インドネシアではイスラム教徒が9割近くを占めるが、バリ島では、人々のおよそ9割が、バリ・ヒンドゥーと呼ばれる信仰を奉じているのだとか。
ティモール島では教会を目にしたけど、ここでは全く異なるヒンドゥ寺院が主。
その数はティモールで目にした教会の比ではなく、とにかく多くの寺院が建ち並んでいる。

宗教が変わり、それに伴って人々の日常や文化、町並みも変化。
古くからの慣習も残っていて、寺院や店、家の前にはお供え物が置かれ、手を合わせ、祈りと共にお供え物を神に捧げる姿もよく目にする。
月並みな言い方だけど、宗教の持つ力、信仰の力を感じている。



変化といえば人も変わった。

見た目は変わらずも中身が。
世界的観光地なだけあって、多くの旅行者が集まり、そしてその旅行者相手に商売している人も少なくない。
いかにして旅行者から金をむしり取ろうかと考えているずる賢い人間が多いのは確か。

両替をする必要があって、レートの良い両替屋を探し歩いた。
好レートをボードに書いている両替屋もあるけど高率な手数料が必要だったりするし、あらかじめ手数料ゼロという事を確認していたにも関わらず最後の最後になって手数料がかかると言い始めたり、あえて小額紙幣を数十枚渡し、ごまかしたり、抜き取ったり、騙そうとしたり。

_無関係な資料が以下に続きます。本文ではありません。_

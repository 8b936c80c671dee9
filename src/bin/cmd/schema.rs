// SPDX-FileCopyrightText: 2026 ArcheBase
//
// SPDX-License-Identifier: MulanPSL-2.0

//! Schema command - print the JSON Schema of a type's projection.

use clap::Args;

use crate::common::{print_json, Result, SchemaArgs};

/// Print the JSON Schema (Draft 7) of a full type.
#[derive(Args, Clone, Debug)]
pub struct SchemaCmd {
    #[command(flatten)]
    schema: SchemaArgs,

    /// Type to describe
    #[arg(value_name = "TYPE")]
    type_name: String,

    /// Print on one line
    #[arg(long)]
    compact: bool,
}

impl SchemaCmd {
    pub fn run(self) -> Result<()> {
        let toolkit = self.schema.open()?;
        print_json(&toolkit.schema(&self.type_name)?, self.compact)
    }
}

こういう連中は信用していないので、彼らから渡された紙幣を数え終わった後、再度彼らがその紙幣を手に取れば、紙幣が数十枚あろうとも絶対に数え直す。こいつは騙せないと悟った連中はなんだかんだ理由をつけて両替拒否をする。
10軒以上の両替屋を回ったのに本日は両替できず。
ルピアは得られず、代わりに疲労感を得たのみ。

全てがこういう人間ばかりだと思わないし、逞しい連中だなと笑える部分もあるが、純粋な西ティモールの人達が恋しく、早く観光地を離れたいなとも思う。

しかしクタでの日々はまだ始まったばかりなのである。